Walter E C, Favier F, Penner R M
Department of Chemistry, University of California, Irvine 92679-2025, USA.
Anal Chem. 2002 Apr 1;74(7):1546-53. doi: 10.1021/ac0110449.
Arrays of mesoscopic palladium wires prepared by electrodeposition form the basis for hydrogen sensors and hydrogen-actuated switches that exhibit a response time ranging from 20 ms to 5 s, depending on the hydrogen concentration. These devices were constructed by electrodepositing palladium mesowires on a highly oriented pyrolytic graphite surface and then transferring these mesowires to a cyanoacrylate film supported on a glass slide. The application of silver contacts to the ends of 10-100 mesowires, arrayed electrically in parallel, produced sensors and switches that exhibited a high conductivity state in the presence of hydrogen and a low conductivity state in the absence of hydrogen.
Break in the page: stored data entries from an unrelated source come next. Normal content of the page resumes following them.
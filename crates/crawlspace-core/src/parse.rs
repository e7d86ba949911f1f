use std::sync::Arc;

use crate::error::ParseError;
use crate::item::Item;
use crate::request::Request;
use crate::response::Response;

/// One value produced by a parse callback.
#[derive(Debug)]
pub enum ParseResult {
    /// Schedule this follow-up request.
    Request(Request),
    /// Send this item through the item pipeline.
    Item(Item),
}

impl ParseResult {
    pub fn request(request: Request) -> Result<Self, ParseError> {
        Ok(Self::Request(request))
    }

    pub fn item(item: Item) -> Result<Self, ParseError> {
        Ok(Self::Item(item))
    }
}

impl From<Request> for ParseResult {
    fn from(request: Request) -> Self {
        Self::Request(request)
    }
}

impl From<Item> for ParseResult {
    fn from(item: Item) -> Self {
        Self::Item(item)
    }
}

/// Lazy, single-use sequence of parse results. An `Err` element ends it.
pub type ParseResults = Box<dyn Iterator<Item = Result<ParseResult, ParseError>> + Send>;

/// Callback turning a response into its parse results.
pub type ParseCallback = Arc<dyn Fn(Response) -> ParseResults + Send + Sync>;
After an initial exposure to hydrogen, 15-50 nanoscopic gaps are formed in each mesowire. These nanoscopic gaps or "break junctions" close in the presence of hydrogen gas and reopen in its absence as hydrogen is reversibly occluded by the palladium grains in each wire, and the palladium lattice expands and contracts by several percent. The change in resistance for sensors and switches was related to the hydrogen concentration over a range from 1 to 10%.
通过电沉积制备的介观钯丝阵列构成了氢传感器和氢驱动开关的基础,这些传感器和开关的响应时间根据氢浓度在20毫秒到5秒之间变化。这些器件是通过在高度取向的热解石墨表面上电沉积钯中丝,然后将这些中丝转移到支撑在载玻片上的氰基丙烯酸酯薄膜上构建而成的。在10 - 100根中丝的末端施加银触点,这些中丝以电并联方式排列,制成的传感器和开关在有氢存在时呈现高导电状态,在无氢时呈现低导电状态。在初次暴露于氢之后,每根中丝中会形成15 - 50个纳米级间隙。这些纳米级间隙或“断裂结”在有氢气存在时闭合,在无氢气时重新打开,因为氢气被每根丝中的钯晶粒可逆地吸收,并且钯晶格会膨胀和收缩百分之几。传感器和开关的电阻变化在1%到10%的范围内与氢浓度相关。